Mexico vows to catch gang members responsible for bloody prison break

Honor guard peers killed in a violent attack on a freed Mexicle leader; Victims’ relatives dispute Chihuahua governor’s claim that Juarez is safe

Juarez, Mexico (border reporting). The body of his nephew is in the coffin. José Bobadilla wonders why criminals continue to wreak havoc in his beloved Juarez, Mexico.

“We have been like this for many years, for decades, and no one can stop it. It’s getting out of control. […] There is no security, and they (criminals) are tearing us apart. It’s time to stop this,” said Bobadilla, whose truck was stolen on December 5 and learned on New Year’s Day that his nephew, a local prison guard, had been killed in a riot.

Bobadilla’s nephew Carlos Salinas Banuelos was one of 10 Cerezo 3 prison guards killed during the escape of Mexicles gang leader Ernesto Alfredo Pinón de la Cruz, also known as “El Neto”, and 29 others on Sunday. Seven prisoners were also killed in the shootout. A day later, two Chihuahua State Police officers looking for fugitives and five suspected gang members were killed in a shootout in the Villa del Sol area.

On Wednesday morning, the Mexican government commemorated the 12 murdered civil servants in a ceremony on the lawn next to the giant Mexican flag in Chamizal Park in Juarez. The coffins stood in front of a white canvas tent where their relatives sat. A photograph of each officer stood in the background on easels lined with flowers. Soldiers performed a slow military march, and state police officers fired three volleys into the air with semi-automatic rifles.

Chihuahua State Corrections officers carry the body of one of their colleagues who was killed during a forced escape of 30 prisoners on New Year’s Day, including the leader of the Mexicles gang. (photo of the border report)

As many family members wept and some complained about visiting dignitaries, Chihuahua State Attorney General Roberto Fierro promised swift justice.

“Our people didn’t deserve this,” Fierro said. “To the families of our peers, I want to say respectfully, but it is clear that you are not alone. You can feel safe and free to live your life. […] This will not go unpunished. We will look for the perpetrators responsible for these cowardly acts and bring them to justice.”

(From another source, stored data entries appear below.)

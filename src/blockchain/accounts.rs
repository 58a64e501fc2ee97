// This file is part of CATENA.
//
// Copyright (C) 2022 Affidaty Spa.
//
// CATENA is free software: you can redistribute it and/or modify it under
// the terms of the GNU Affero General Public License as published by the
// Free Software Foundation, either version 3 of the License, or (at your
// option) any later version.
//
// CATENA is distributed in the hope that it will be useful, but WITHOUT
// ANY WARRANTY; without even the implied warranty of MERCHANTABILITY or
// FITNESS FOR A PARTICULAR PURPOSE. See the GNU Affero General Public License
// for more details.
//
// You should have received a copy of the GNU Affero General Public License
// along with CATENA. If not, see <https://www.gnu.org/licenses/>.

//! In-memory account registry.
//!
//! Single-owner dictionary keyed by address with a secondary index by public
//! key. Mutated only by the transaction handlers running on the consensus
//! sequence; rebuilt deterministically from genesis on startup.

use crate::base::schema::{Account, Address, Delegate};
use crate::crypto::PublicKey;
use std::collections::{HashMap, HashSet};

#[derive(Default)]
pub struct AccountRepository {
    accounts: HashMap<Address, Account>,
    by_public_key: HashMap<PublicKey, Address>,
    /// Usernames claimed by pending delegate registrations: the unconfirmed
    /// mirror of the registered set, reversible like `unconfirmed_balance`.
    unconfirmed_usernames: HashSet<String>,
}

impl AccountRepository {
    pub fn new() -> Self {
        AccountRepository::default()
    }

    pub fn get_by_address(&self, address: Address) -> Option<&Account> {
        self.accounts.get(&address)
    }

    pub fn get_mut_by_address(&mut self, address: Address) -> Option<&mut Account> {
        self.accounts.get_mut(&address)
    }

    pub fn get_by_public_key(&self, public_key: &PublicKey) -> Option<&Account> {
        self.by_public_key
            .get(public_key)
            .and_then(|address| self.accounts.get(address))
    }

    /// Register an account for the given public key. Idempotent: an existing
    /// entry just learns the public key when it was created as an address-only
    /// stub.
    pub fn add(&mut self, public_key: PublicKey) -> &mut Account {
        let address = public_key.to_address();
        let account = self
            .accounts
            .entry(address)
            .or_insert_with(|| Account::new(address, Some(public_key)));
        if account.public_key.is_none() {
            account.public_key = Some(public_key);
        }
        self.by_public_key.insert(public_key, address);
        account
    }

    /// Fetch the sender account, creating an address-keyed stub with the
    /// newly learned public key when unknown.
    pub fn resolve_sender(&mut self, public_key: PublicKey) -> &mut Account {
        self.add(public_key)
    }

    /// Fetch the account for a bare address, creating a stub without a public
    /// key when unknown (value can arrive before the first outbound
    /// transaction reveals the key).
    pub fn resolve_address(&mut self, address: Address) -> &mut Account {
        self.accounts
            .entry(address)
            .or_insert_with(|| Account::new(address, None))
    }

    /// Attach (or detach, with `None`) a delegate record to the account.
    pub fn attach_delegate(&mut self, address: Address, delegate: Option<Delegate>) {
        if let Some(account) = self.accounts.get_mut(&address) {
            account.delegate = delegate;
        }
    }

    /// True when some account already registered the username.
    pub fn username_taken(&self, username: &str) -> bool {
        self.accounts
            .values()
            .any(|account| matches!(&account.delegate, Some(d) if d.username == username))
    }

    /// Claim a username for a pending registration.
    pub fn reserve_username(&mut self, username: String) {
        self.unconfirmed_usernames.insert(username);
    }

    /// Drop a pending registration claim.
    pub fn release_username(&mut self, username: &str) {
        self.unconfirmed_usernames.remove(username);
    }

    /// True when a pending registration already claims the username.
    pub fn username_reserved(&self, username: &str) -> bool {
        self.unconfirmed_usernames.contains(username)
    }

    /// All delegate records, unordered.
    pub fn delegates(&self) -> Vec<Delegate> {
        self.accounts
            .values()
            .filter_map(|account| account.delegate.clone())
            .collect()
    }

    pub fn len(&self) -> usize {
        self.accounts.len()
    }

    pub fn is_empty(&self) -> bool {
        self.accounts.is_empty()
    }
}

However, none of the escapees had been caught as of late Wednesday. This angers some relatives.

“I want justice for my brother, Domingo Trejo Serrano. What they did to him was wrong. It’s too painful for me; I would like to know who did this to my brother,” said a relative of the correctional officer, who burst into tears and refused to give her name.

Fierro said efforts to track down the fugitives and gunmen who broke into the prison on New Year’s Day are ongoing. He did not speak about the investigation other than what he had said in the previous days: that “El Neto” orchestrated his escape out of fear of being transferred to a maximum security prison far from Juarez, and that the warden of the prison was under investigation. allegedly for allowing him to smuggle alcohol, drugs and a plasma television into the cell.

Bobadilla supported the Attorney General’s contention that the guards were killed simply for doing their jobs.

“My nephew was great. He was a good man, a good man. He didn’t deserve it — none of his peers deserved it,” said the uncle. “But new governments come and go and we are stuck in the same place. We can’t safely leave the house.”

Cartel violence threatens Mexican border prosperity

The frontier economy has largely recovered from the COVID-19 pandemic, according to a monthly newsletter from the University of Texas at El Paso economic think tank. Cross-border trade experts say a lot of this has to do with employment at American manufacturing plants in Juarez. For every four or five out of 330,000 maquiladora jobs in Juarez, one job being created in El Paso, they say.

But brazen acts of violence, such as the New Year’s Day prison massacre and the Black Thursday riots last August, which killed 11 people, burned several stores and burned stolen cars, could scare away investors, and the governor of Chihuahua knows This.

“We can tell the people of Juarez and El Paso that we are working (on public safety) and getting results,” Gov. Maru Campos said Wednesday. “We were doing well. We had the best results in the last five years with a (25 percent) reduction in homicides. Before that, we were in control.”

US security experts say drug cartels pose a threat to Mexico. Even the heavy-handed response demanded by the relatives of the slain jailers can backfire.

“In previous incidents in Tijuana and Quintana Roo, we have seen the Mexican government deploy hundreds of additional personnel to areas where there is higher levels of violence,” said Michael Ballard, director of intelligence for Global Guardian in Virginia. “In some cases, we see cartels (lay low), but in other cases, the increased presence of security forces leads to more violence.”

The gangs responded to the arrest of their leaders with riots.

“Because you have more cartels on security force violence, this can lead to a chaotic backlash including street blockades, carjackings and arson. This is worth looking into if (the Mexican government) deploys additional security forces,” Ballard said.

The security expert recommends that Americans visiting or doing business in Mexico always be aware of their surroundings, study the places they will be visiting, not go alone if possible, and have a contingency plan in case of an unexpected cartel or street violence.